Presently, however, calcium carbonate available from Solvay
Chemicals, Inc., as SOCAL 31 is a suitable commercially available
calcium carbonate. SOCAL 31 is an ultrafine, precipitated form of
calcium carbonate having an average particle size of about 70 nm
(nanometers). Larger particles of calcium carbonate have been
observed to not function as well in this application when compared
to the ultrafine, precipitated form of calcium carbonate, due at
least in part to the tendency of larger particles to precipitate
from solution more quickly and due at least in part to the need for
greater quantities to attain the beneficial characteristics
discussed herein.
[0075] The film-forming compound can include one or more occluding
agents such as starch, alginate, cellulose or gum and may also
include calcium carbonate as a filler. Where starch is the
film-forming compound, a concentration of about 21% may be
advantageous. The film-forming composition may be applied to the
base web of the wrapper 123 using gravure printing, digital
printing, coating or spraying using a template, or any other
suitable technique.
[0076] If desired, the material-free regions 127 may include
geometric shapes other than circular shapes or dots including, for
example, squares, diamonds, rectangles or other polygons, ovals or
the like, all which are collectively referenced as "dot-like
configurations" or "dot-like shapes" or the like.
[0077] The total, nominal basis weight of add-on material after
drying for the banded region 126 (without consideration of the
material-free regions 127) preferably lies in the range of about
0.5 to about 3 grams per square meter ("gsm"), more preferably at
or about 1 to about 2 gsm. In one embodiment, a 5.5 mm wide band of
an aqueous starch solution was applied at a rate of 1.7 gsm, after
drying, with a 7% opened-area. Accordingly, the overall basis
weight of the band is 1.7 gsm minus 7% of that (which equals
approximately 1.6 gsm). Preferably, for purposes of this
disclosure, it is preferred to apply the add-on material at a basis
weight sufficient to assure occlusive effect, so that the level of
diffusivity at the band may be controlled by the amount of
opened-area established for the band by the material-free regions
127.
[0078] Non-banded areas of the base web preferably do not comprise
and are essentially free of any permeability reducing add-on
material.
[0079] The manufacture of base web 140 usually will include the
production of a roll of base web of several feet across (usually
about 3 to about 4 feet across or in transverse dimension). The
base web is then drawn through a printing press or the like and
rewound to produce a roll of banded paper, which is then slit into
bobbins. Printing operations are preferably conducted on the rolls,
but could be conducted after slitting. Preferably, the bobbins
themselves will have a transverse dimension equivalent to the width
needed to make tobacco rods 122 or an integral number of such
widths (e.g., 1, 2, or 4 of such widths). The bobbins are adapted
for use with typical cigarette making machinery. The wrapper
preferably has a dimension in cross-direction that takes into
account the nominal circumference of the tobacco rod and an
overlapping seam. As a result, when the wrapper is slit, the
smoking article formed therefrom always has a longitudinal seam
with an exact overlap.
[0080] The base web advances or passes through a first gravure
printing station where the first layer of each banded region is
printed on the paper. The printing process may be applied to the
"felt side" or the "wire side" of the base web, or both.

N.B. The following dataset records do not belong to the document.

use thiserror::Error;

use crate::tile::TileCoordinate;

/// I/O errors that can occur when reading slide bytes
#[derive(Debug, Clone, Error)]
pub enum IoError {
    /// Error from the local filesystem
    #[error("File error for {path}: {message}")]
    File { path: String, message: String },

    /// Requested range exceeds resource bounds
    #[error("Range out of bounds: requested {requested} bytes at offset {offset}, size is {size}")]
    RangeOutOfBounds {
        offset: u64,
        requested: u64,
        size: u64,
    },

    /// File not found
    #[error("File not found: {0}")]
    NotFound(String),
}

/// Errors that can occur when parsing TIFF files
#[derive(Debug, Clone, Error)]
pub enum TiffError {
    /// I/O error while reading the file
    #[error("I/O error: {0}")]
    Io(#[from] IoError),

    /// Invalid TIFF magic bytes (not II or MM)
    #[error("Invalid TIFF magic bytes: expected 0x4949 (II) or 0x4D4D (MM), got 0x{0:04X}")]
    InvalidMagic(u16),

    /// Invalid TIFF version number
    #[error("Invalid TIFF version: expected 42 (TIFF) or 43 (BigTIFF), got {0}")]
    InvalidVersion(u16),

    /// File is too small to contain a valid TIFF header
    #[error("File too small: need at least {required} bytes, got {actual}")]
    FileTooSmall { required: u64, actual: u64 },

    /// Invalid IFD offset (points outside file or to invalid location)
    #[error("Invalid IFD offset: {0}")]
    InvalidIfdOffset(u64),

    /// Required tag is missing from IFD
    #[error("Missing required tag: {0}")]
    MissingTag(&'static str),

    /// Tag has unexpected type or count
    #[error("Invalid tag value for {tag}: {message}")]
    InvalidTagValue { tag: &'static str, message: String },

    /// Unsupported compression scheme
    #[error("Unsupported compression: {0} (only JPEG is supported)")]
    UnsupportedCompression(u16),

    /// No IFD qualified as a pyramid level
    #[error("No tiled pyramid levels found")]
    NoPyramidLevels,
}

/// Errors reported by a slide decoder.
#[derive(Debug, Clone, Error)]
pub enum SlideError {
    /// I/O error while reading the file
    #[error("I/O error: {0}")]
    Io(#[from] IoError),

    /// Structural problem in the TIFF container
    #[error("TIFF error: {0}")]
    Tiff(#[from] TiffError),

    /// Compressed tile data could not be decoded
    #[error("Failed to decode tile {tile_x},{tile_y} at level {level}: {message}")]
    Decode {
        level: usize,
        tile_x: u32,
        tile_y: u32,
        message: String,
    },

    /// Level index not present in the slide
    #[error("Invalid level {level}: slide has {level_count} levels")]
    InvalidLevel { level: usize, level_count: usize },

    /// Region does not lie within the level
    #[error("Region {x},{y} {width}x{height} outside level {level} ({level_width}x{level_height})")]
    RegionOutOfBounds {
        level: usize,
        x: u32,
        y: u32,
        width: u32,
        height: u32,
        level_width: u32,
        level_height: u32,
    },

    /// Decoder returned a buffer of unexpected size
    #[error("Decoder returned {actual_width}x{actual_height}, expected {width}x{height}")]
    SizeMismatch {
        width: u32,
        height: u32,
        actual_width: u32,
        actual_height: u32,
    },

    /// Any other decoder failure (used by custom decoders)
    #[error("{0}")]
    Other(String),
}

/// Invalid session, tile spec, or level configuration.
///
/// Always raised before the first tile is produced.
#[derive(Debug, Clone, PartialEq, Error)]
pub enum ConfigurationError {
    #[error("Tile size must be positive, got {width}x{height}")]
    ZeroTileSize { width: u32, height: u32 },

    #[error("Overlap {overlap} must be smaller than the tile size ({width}x{height})")]
    OverlapTooLarge { overlap: u32, width: u32, height: u32 },

    #[error("Invalid level {level}: slide has {level_count} levels")]
    InvalidLevel { level: usize, level_count: usize },

    #[error("Invalid downsample {downsample} for level {level}")]
    InvalidDownsample { level: usize, downsample: f64 },

    #[error("Overlap threshold must be within [0, 1], got {0}")]
    InvalidThreshold(f64),

    #[error("Invalid annotation space scale {0}")]
    InvalidAnnotationScale(f64),

    #[error("Invalid shard {index} of {count}")]
    InvalidShard { index: usize, count: usize },

    #[error("Label masks support at most 255 classes, index has {0}")]
    TooManyClasses(usize),

    #[error("Merge distance must be positive, got {0}")]
    InvalidMergeDistance(f64),
}

/// Reason a polygon was rejected by the annotation index.
#[derive(Debug, Clone, Copy, PartialEq, Eq)]
pub enum GeometryDefect {
    TooFewVertices,
    NonFiniteCoordinate,
    ZeroArea,
    SelfIntersecting,
}

impl std::fmt::Display for GeometryDefect {
    fn fmt(&self, f: &mut std::fmt::Formatter<'_>) -> std::fmt::Result {
        let text = match self {
            GeometryDefect::TooFewVertices => "fewer than three distinct vertices",
            GeometryDefect::NonFiniteCoordinate => "non-finite coordinate",
            GeometryDefect::ZeroArea => "zero area",
            GeometryDefect::SelfIntersecting => "self-intersecting ring",
        };
        f.write_str(text)
    }
}

/// Malformed annotation geometry, detected while building the spatial index.
#[derive(Debug, Clone, PartialEq, Error)]
#[error("Annotation {index} ({label}): {ring} ring has {defect}")]
pub struct AnnotationGeometryError {
    /// Position of the annotation in the original ordering
    pub index: usize,
    pub label: String,
    /// `"exterior"` or `"hole N"`
    pub ring: String,
    pub defect: GeometryDefect,
}

/// Errors raised while loading or saving an annotation file.
#[derive(Debug, Error)]
pub enum AnnotationLoadError {
    #[error("Failed to read {path}: {source}")]
    Read {
        path: String,
        #[source]
        source: std::io::Error,
    },

    #[error("Failed to write {path}: {source}")]
    Write {
        path: String,
        #[source]
        source: std::io::Error,
    },

    #[error("Invalid GeoJSON: {0}")]
    Json(#[from] serde_json::Error),

    #[error("Unsupported GeoJSON: {0}")]
    Unsupported(String),
}

/// Errors surfaced by a tiling session.
#[derive(Debug, Clone, Error)]
pub enum TilingError {
    /// Invalid configuration, raised at session creation
    #[error("Configuration error: {0}")]
    Configuration(#[from] ConfigurationError),

    /// The decoder failed to produce pixels for one tile
    #[error("Source read error at {coordinate}: {source}")]
    SourceRead {
        coordinate: TileCoordinate,
        #[source]
        source: SlideError,
    },

    /// Malformed annotation polygon
    #[error("Annotation geometry error: {0}")]
    AnnotationGeometry(#[from] AnnotationGeometryError),
}

impl TilingError {
    /// Whether this error came from a failed pixel read.
    pub fn is_source_read(&self) -> bool {
        matches!(self, TilingError::SourceRead { .. })
    }

    /// Coordinate of the tile that failed, for source read errors.
    pub fn coordinate(&self) -> Option<TileCoordinate> {
        match self {
            TilingError::SourceRead { coordinate, .. } => Some(*coordinate),
            _ => None,
        }
    }
}

/// Errors raised while encoding or writing tiles.
#[derive(Debug, Error)]
pub enum OutputError {
    /// Image encoding failed
    #[error("Failed to encode {what}: {message}")]
    Encode { what: String, message: String },

    /// Filesystem error under the output directory
    #[error("I/O error on {path}: {source}")]
    Io {
        path: String,
        #[source]
        source: std::io::Error,
    },

    /// Manifest entry could not be serialized
    #[error("Failed to serialize manifest entry: {0}")]
    Manifest(#[from] serde_json::Error),
}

Optionally, the wrapper passes through a second gravure printing
station where a second layer of each banded region is printed on
the corresponding first layer. Additional layers are applied in a
similar manner as described. A single-pass operation is preferred
when practicing the teachings herein.
[0081] When a aqueous starch solution is being used as the add-on
material, its preparation for application before and at the
printing press is preferably such that the add-on solution is
maintained at or about 120.degree. F. to about 140.degree. F., as
taught in commonly assigned U.S. patent application Ser. No.
13/324,747, filed Dec. 13, 2011 (now U.S. Pat. No. 9,302,522).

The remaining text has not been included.